Go through the records and copy each line where the string "BehavioralDetector" occurs.

Source records:
------

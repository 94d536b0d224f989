//! Behavioral Analysis
//!
//! Runtime anomalies that point to an analysis session rather than to a
//! specific tool. Like the emulator module it has an OR view (`evaluate`)
//! and a weighted view (`advanced_analysis`).
//!
//! The process-list scan is the expensive part, so it runs at most once per
//! configured interval; in between, the last result is reused.

use parking_lot::Mutex;
use serde::{Deserialize, Serialize};
use std::time::{Duration, Instant};

use super::indicators::{ANALYSIS_TOOLS, SUSPICIOUS_PORTS, TRACE_SYSCALLS};
use super::timing;
use super::{Detector, Findings};
use crate::logic::config::{BehaviorWeights, DetectionConfig, SingleStepConfig, TimingThresholds};
use crate::logic::platform::PlatformIntrospectionProvider;
use crate::logic::threat::{ThreatSignal, ThreatType};

// ============================================================================
// TYPES
// ============================================================================

#[derive(Debug, Clone, Copy, PartialEq, Eq, Hash, Serialize, Deserialize)]
pub enum BehaviorCategory {
    Timing,
    Process,
    Ports,
    SingleStep,
    Syscalls,
    Memory,
    Cpu,
}

impl BehaviorCategory {
    pub fn weight(&self, weights: &BehaviorWeights) -> u32 {
        match self {
            BehaviorCategory::Timing => weights.timing,
            BehaviorCategory::Process => weights.process,
            BehaviorCategory::Ports => weights.ports,
            BehaviorCategory::SingleStep => weights.single_step,
            BehaviorCategory::Syscalls => weights.syscalls,
            BehaviorCategory::Memory => weights.memory,
            BehaviorCategory::Cpu => weights.cpu,
        }
    }
}

#[derive(Debug, Clone, PartialEq, Eq, Serialize, Deserialize)]
pub struct BehaviorIndicator {
    pub category: BehaviorCategory,
    pub weight: u32,
    pub evidence: String,
}

#[derive(Debug, Clone, Default, PartialEq, Eq, Serialize, Deserialize)]
pub struct BehaviorAssessment {
    pub score: u32,
    pub threshold: u32,
    pub indicators: Vec<BehaviorIndicator>,
    pub is_suspicious: bool,
}

/// Cached outcome of the rate-limited process scan
#[derive(Debug, Default)]
struct ProcessScan {
    last_run: Option<Instant>,
    last_result: Option<String>,
}

// ============================================================================
// DETECTOR
// ============================================================================

pub struct BehavioralDetector {
    samples: usize,
    timing: TimingThresholds,
    single_step: SingleStepConfig,
    process_interval: Duration,
    min_resident_ratio: f64,
    max_virtual_kb: u64,
    max_cpu_ticks: u64,
    weights: BehaviorWeights,
    process_scan: Mutex<ProcessScan>,
}

impl BehavioralDetector {
    pub fn new(config: &DetectionConfig) -> Self {
        Self {
            samples: config.timing_samples,
            timing: config.behavior_timing,
            single_step: config.single_step,
            process_interval: config.process_check_interval(),
            min_resident_ratio: config.min_resident_ratio,
            max_virtual_kb: config.max_virtual_kb,
            max_cpu_ticks: config.max_cpu_ticks,
            weights: config.behavior_weights,
            process_scan: Mutex::new(ProcessScan::default()),
        }
    }

    /// Weighted score over all categories
    pub fn advanced_analysis(&self, provider: &dyn PlatformIntrospectionProvider) -> BehaviorAssessment {
        let mut findings = Findings::new(ThreatType::SuspiciousBehavior);
        let indicators = self.collect(provider, &mut findings);
        let score = indicators.iter().map(|i| i.weight).sum();
        BehaviorAssessment {
            score,
            threshold: self.weights.threshold,
            is_suspicious: score >= self.weights.threshold,
            indicators,
        }
    }

    fn collect(
        &self,
        provider: &dyn PlatformIntrospectionProvider,
        findings: &mut Findings,
    ) -> Vec<BehaviorIndicator> {
        let checks = [
            (BehaviorCategory::Timing, self.timing_anomaly(provider, findings)),
            (BehaviorCategory::Process, self.analysis_process(provider, findings)),
            (BehaviorCategory::Ports, suspicious_port(provider, findings)),
            (BehaviorCategory::SingleStep, self.single_stepping(provider, findings)),
            (BehaviorCategory::Syscalls, traced_syscall(provider, findings)),
            (BehaviorCategory::Memory, self.memory_anomaly(provider, findings)),
            (BehaviorCategory::Cpu, self.cpu_anomaly(provider, findings)),
        ];

        checks
            .into_iter()
            .filter_map(|(category, evidence)| {
                evidence.map(|evidence| BehaviorIndicator {
                    category,
                    weight: category.weight(&self.weights),
                    evidence,
                })
            })
            .collect()
    }

    fn timing_anomaly(&self, provider: &dyn PlatformIntrospectionProvider, findings: &mut Findings) -> Option<String> {
        let samples = findings.check("sample_timing", provider.sample_timing(self.samples))?;
        timing::analyze_samples(&samples, &self.timing).map(|a| format!("timing anomaly: {}", a))
    }

    fn single_stepping(&self, provider: &dyn PlatformIntrospectionProvider, findings: &mut Findings) -> Option<String> {
        let samples = findings.check("sample_timing", provider.sample_timing(self.samples))?;
        timing::is_single_stepping(&samples, &self.single_step)
            .then(|| "uniformly slowed execution (single-stepping)".to_string())
    }

    fn analysis_process(&self, provider: &dyn PlatformIntrospectionProvider, findings: &mut Findings) -> Option<String> {
        let mut scan = self.process_scan.lock();
        if let Some(last) = scan.last_run {
            if last.elapsed() < self.process_interval {
                return scan.last_result.clone();
            }
        }

        let processes = findings.check("list_running_process_names", provider.list_running_process_names())?;
        let result = processes.iter().find_map(|name| {
            let lower = name.to_ascii_lowercase();
            ANALYSIS_TOOLS
                .iter()
                .any(|tool| lower == *tool)
                .then(|| format!("analysis tool {} running", name))
        });
        scan.last_run = Some(Instant::now());
        scan.last_result = result.clone();
        result
    }

    fn memory_anomaly(&self, provider: &dyn PlatformIntrospectionProvider, findings: &mut Findings) -> Option<String> {
        let memory = findings.check("get_memory_stats", provider.get_memory_stats())?;
        if memory.virtual_kb == 0 {
            return None;
        }
        if memory.virtual_kb > self.max_virtual_kb {
            return Some(format!("virtual size {} kB", memory.virtual_kb));
        }
        let ratio = memory.resident_kb as f64 / memory.virtual_kb as f64;
        (ratio < self.min_resident_ratio).then(|| format!("resident/virtual ratio {:.4}", ratio))
    }

    fn cpu_anomaly(&self, provider: &dyn PlatformIntrospectionProvider, findings: &mut Findings) -> Option<String> {
        let ticks = findings.check("get_cpu_ticks", provider.get_cpu_ticks())?;
        (ticks.total() > self.max_cpu_ticks).then(|| format!("cpu time {} ticks", ticks.total()))
    }
}

fn suspicious_port(provider: &dyn PlatformIntrospectionProvider, findings: &mut Findings) -> Option<String> {
    let mut found = None;
    for &port in SUSPICIOUS_PORTS {
        if let Some(true) = findings.check("probe_local_port", provider.probe_local_port(port)) {
            found.get_or_insert_with(|| format!("suspicious port {} open", port));
        }
    }
    found
}

fn traced_syscall(provider: &dyn PlatformIntrospectionProvider, findings: &mut Findings) -> Option<String> {
    let name = findings.check("get_last_syscall_name", provider.get_last_syscall_name())??;
    TRACE_SYSCALLS
        .iter()
        .any(|s| name == *s)
        .then(|| format!("last syscall {}", name))
}

impl Detector for BehavioralDetector {
    fn kind(&self) -> ThreatType {
        ThreatType::SuspiciousBehavior
    }

    fn evaluate(&self, provider: &dyn PlatformIntrospectionProvider) -> ThreatSignal {
        let mut findings = Findings::new(self.kind());
        for indicator in self.collect(provider, &mut findings) {
            findings.hit(indicator.evidence);
        }
        findings.into_signal()
    }
}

------

» Answer below:
pub struct BehavioralDetector {
impl BehavioralDetector {
impl Detector for BehavioralDetector {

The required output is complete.